INPUT MATERIAL: Begin

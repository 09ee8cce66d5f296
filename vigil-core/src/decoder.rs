//! Decoder driver
//!
//! Drives an asynchronous decode session: accepts encoded frames from the
//! host channel, pumps them through a decode loop, harvests decoded pictures
//! through a parallel picture loop, and tags every picture with its original
//! timestamp and the stream generation it belongs to.
//!
//! Both loops are completion-driven. Each spawned service call captures the
//! stream generation current at spawn time; its completion event carries that
//! tag and is discarded on arrival if a reset has moved the generation on.
//! That makes the delivery order of completions around a reset irrelevant.

use std::collections::{HashMap, VecDeque};
use std::sync::Arc;

use bytes::Bytes;
use tokio::sync::mpsc;

use crate::clock::MediaClock;
use crate::decode::{
    AccelPreference, DecodeOutcome, DecodeService, DecodeServiceError, PictureOutcome,
    VideoProfile,
};
use crate::frame::{EncodedFrame, VideoFrame};
use crate::pipeline::PipelineEvent;

/// Completion events the driver's spawned service calls feed back into the
/// pipeline channel. `generation` is the stream generation captured when the
/// request was issued.
#[derive(Debug)]
pub enum DecoderEvent {
    InitDone {
        generation: u64,
        result: Result<(), DecodeServiceError>,
    },
    DecodeDone {
        generation: u64,
        result: Result<DecodeOutcome, DecodeServiceError>,
    },
    PictureReady {
        generation: u64,
        result: Result<PictureOutcome, DecodeServiceError>,
    },
    ResetDone {
        generation: u64,
        result: Result<(), DecodeServiceError>,
    },
}

/// A decoded picture leaving the driver, ready for scheduling.
#[derive(Debug)]
pub struct PictureArrival {
    pub frame: VideoFrame,
    /// Decode submission to picture arrival, when the submission time is
    /// still known.
    pub decode_latency_ms: Option<i64>,
}

pub struct StreamDecoder {
    service: Arc<dyn DecodeService>,
    clock: Arc<dyn MediaClock>,
    events: mpsc::UnboundedSender<PipelineEvent>,

    stream_generation: u64,
    encoded_queue: VecDeque<EncodedFrame>,
    /// Timestamp for every sequence id queued or in flight. Cleared in bulk
    /// on reset, never entry by entry, so completions may arrive in any
    /// order relative to their submissions.
    timestamps: HashMap<i32, i64>,
    /// Submission times for decode-latency samples.
    decode_started: HashMap<i32, i64>,
    next_sequence_id: i32,

    flushing: bool,
    resetting: bool,
    initializing: bool,
    decode_looping: bool,
    /// A reset arrived while a decode submission was in flight; the service
    /// reset is held back until that submission's completion comes in.
    reset_deferred: bool,
}

impl StreamDecoder {
    /// Opens the session. Must be called within a tokio runtime; the
    /// initialization request is spawned immediately.
    pub fn new(
        service: Arc<dyn DecodeService>,
        clock: Arc<dyn MediaClock>,
        events: mpsc::UnboundedSender<PipelineEvent>,
        profile: VideoProfile,
        accel: AccelPreference,
    ) -> Self {
        let decoder = Self {
            service,
            clock,
            events,
            stream_generation: 0,
            encoded_queue: VecDeque::new(),
            timestamps: HashMap::new(),
            decode_started: HashMap::new(),
            next_sequence_id: 0,
            flushing: false,
            resetting: false,
            initializing: true,
            decode_looping: false,
            reset_deferred: false,
        };

        let service = decoder.service.clone();
        let events = decoder.events.clone();
        let generation = decoder.stream_generation;
        tokio::spawn(async move {
            let result = service.initialize(profile, accel).await;
            let _ = events.send(PipelineEvent::Decoder(DecoderEvent::InitDone {
                generation,
                result,
            }));
        });

        decoder
    }

    pub fn stream_generation(&self) -> u64 {
        self.stream_generation
    }

    /// Accept one encoded access unit from the host channel.
    ///
    /// No backpressure is applied here; pacing is the sender's job and
    /// latency shedding is the scheduler's.
    pub fn receive_frame(&mut self, payload: Bytes, timestamp_ms: i64) {
        let sequence_id = self.next_sequence_id;
        self.next_sequence_id = self.next_sequence_id.wrapping_add(1);

        self.timestamps.insert(sequence_id, timestamp_ms);
        self.encoded_queue.push_back(EncodedFrame {
            payload,
            timestamp_ms,
            sequence_id,
        });
        tracing::trace!(
            sequence_id,
            timestamp_ms,
            queued = self.encoded_queue.len(),
            "accepted encoded frame"
        );

        if !self.resetting && !self.flushing && !self.initializing && !self.decode_looping {
            self.decode_next_frame();
        }
    }

    /// Throw away the current stream: every queued and in-flight frame is
    /// invalidated and the session restarts under a new generation.
    ///
    /// No-op while a reset is already running or the session is still
    /// initializing. Returns immediately; the service reset itself is issued
    /// only once any in-flight decode submission has completed, and frames
    /// received before the reset completes queue normally and decode under
    /// the new generation.
    pub fn reset(&mut self) {
        if self.resetting || self.initializing {
            return;
        }
        self.resetting = true;
        self.stream_generation += 1;
        self.encoded_queue.clear();
        self.timestamps.clear();
        self.decode_started.clear();
        self.next_sequence_id = 0;
        tracing::debug!(
            generation = self.stream_generation,
            "resetting decode session"
        );

        if self.decode_looping {
            // A submission is still on its way through the service. Hold the
            // session reset until its completion arrives so the submission
            // cannot land inside the new session.
            self.reset_deferred = true;
            return;
        }
        self.spawn_reset();
    }

    fn spawn_reset(&self) {
        let service = self.service.clone();
        let events = self.events.clone();
        let generation = self.stream_generation;
        tokio::spawn(async move {
            let result = service.reset().await;
            let _ = events.send(PipelineEvent::Decoder(DecoderEvent::ResetDone {
                generation,
                result,
            }));
        });
    }

    /// Initialization completed. Returns true when this was the first
    /// initialization, in which case the caller announces it to the host.
    pub fn on_init_done(
        &mut self,
        generation: u64,
        result: Result<(), DecodeServiceError>,
    ) -> Result<bool, DecodeServiceError> {
        if generation != self.stream_generation {
            return Ok(false);
        }
        result?;
        let first = self.initializing;
        self.initializing = false;
        tracing::info!("decode session ready");
        self.start();
        Ok(first)
    }

    pub fn on_decode_done(
        &mut self,
        generation: u64,
        result: Result<DecodeOutcome, DecodeServiceError>,
    ) -> Result<(), DecodeServiceError> {
        if generation != self.stream_generation {
            tracing::trace!(
                generation,
                live = self.stream_generation,
                "dropping stale decode completion"
            );
            self.decode_looping = false;
            if std::mem::take(&mut self.reset_deferred) {
                self.spawn_reset();
            }
            return Ok(());
        }
        match result? {
            DecodeOutcome::Done => {
                if !self.flushing && !self.resetting {
                    self.decode_next_frame();
                }
            }
            DecodeOutcome::Aborted => {
                // The service may shed a submission during its own reset.
                // Not an error; the loop simply stops.
                self.decode_looping = false;
            }
        }
        Ok(())
    }

    /// A next-picture request completed. On success the request is re-armed
    /// before the picture is handed on, so the loop never goes idle while
    /// the session is live.
    pub fn on_picture_ready(
        &mut self,
        generation: u64,
        result: Result<PictureOutcome, DecodeServiceError>,
    ) -> Result<Option<PictureArrival>, DecodeServiceError> {
        if generation != self.stream_generation {
            tracing::trace!(
                generation,
                live = self.stream_generation,
                "dropping stale picture completion"
            );
            if let Ok(PictureOutcome::Picture(picture, _)) = result {
                // Superseded, but the buffer still goes back to the pool.
                self.service.recycle_picture(picture);
            }
            return Ok(None);
        }
        match result? {
            PictureOutcome::Aborted => {
                // Picture loop exits; the reset completion restarts it.
                Ok(None)
            }
            PictureOutcome::Picture(picture, sequence_id) => {
                self.spawn_next_picture();

                let Some(timestamp_ms) = self.timestamps.get(&sequence_id).copied() else {
                    // No timestamp means the submission predates the last
                    // reset. Give the buffer back rather than presenting it
                    // against a clock it never belonged to.
                    tracing::warn!(sequence_id, "dropping picture with unknown sequence id");
                    self.service.recycle_picture(picture);
                    return Ok(None);
                };
                let decode_latency_ms = self
                    .decode_started
                    .remove(&sequence_id)
                    .map(|started| self.clock.now_ms() - started);

                tracing::trace!(sequence_id, timestamp_ms, "picture ready");
                Ok(Some(PictureArrival {
                    frame: VideoFrame::new(picture, self.stream_generation, timestamp_ms),
                    decode_latency_ms,
                }))
            }
        }
    }

    pub fn on_reset_done(
        &mut self,
        generation: u64,
        result: Result<(), DecodeServiceError>,
    ) -> Result<(), DecodeServiceError> {
        if generation != self.stream_generation {
            return Ok(());
        }
        result?;
        self.resetting = false;
        tracing::debug!(
            generation = self.stream_generation,
            "decode session reset complete"
        );
        self.start();
        Ok(())
    }

    /// Enter the running state: arm the picture loop and, if frames are
    /// already waiting, the decode loop. Used after initialization and after
    /// every reset.
    fn start(&mut self) {
        self.spawn_next_picture();
        self.decode_next_frame();
    }

    fn decode_next_frame(&mut self) {
        let Some(frame) = self.encoded_queue.pop_front() else {
            self.decode_looping = false;
            return;
        };
        self.decode_looping = true;
        self.decode_started
            .insert(frame.sequence_id, self.clock.now_ms());

        let service = self.service.clone();
        let events = self.events.clone();
        let generation = self.stream_generation;
        tokio::spawn(async move {
            let result = service.decode(frame.sequence_id, frame.payload).await;
            let _ = events.send(PipelineEvent::Decoder(DecoderEvent::DecodeDone {
                generation,
                result,
            }));
        });
    }

    fn spawn_next_picture(&self) {
        let service = self.service.clone();
        let events = self.events.clone();
        let generation = self.stream_generation;
        tokio::spawn(async move {
            let result = service.next_picture().await;
            let _ = events.send(PipelineEvent::Decoder(DecoderEvent::PictureReady {
                generation,
                result,
            }));
        });
    }
}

INPUT MATERIAL: End

## EXERCISE AIM
Repeat the lines from the first one in the records through the line containing "back into the", exactly as written, and nothing else.

## EXERCISE RESULT
repository 09ee8cce66d5f296
filename vigil-core/src/decoder.rs
//! Decoder driver
//!
//! Drives an asynchronous decode session: accepts encoded frames from the
//! host channel, pumps them through a decode loop, harvests decoded pictures
//! through a parallel picture loop, and tags every picture with its original
//! timestamp and the stream generation it belongs to.
//!
//! Both loops are completion-driven. Each spawned service call captures the
//! stream generation current at spawn time; its completion event carries that
//! tag and is discarded on arrival if a reset has moved the generation on.
//! That makes the delivery order of completions around a reset irrelevant.

use std::collections::{HashMap, VecDeque};
use std::sync::Arc;

use bytes::Bytes;
use tokio::sync::mpsc;

use crate::clock::MediaClock;
use crate::decode::{
    AccelPreference, DecodeOutcome, DecodeService, DecodeServiceError, PictureOutcome,
    VideoProfile,
};
use crate::frame::{EncodedFrame, VideoFrame};
use crate::pipeline::PipelineEvent;

/// Completion events the driver's spawned service calls feed back into the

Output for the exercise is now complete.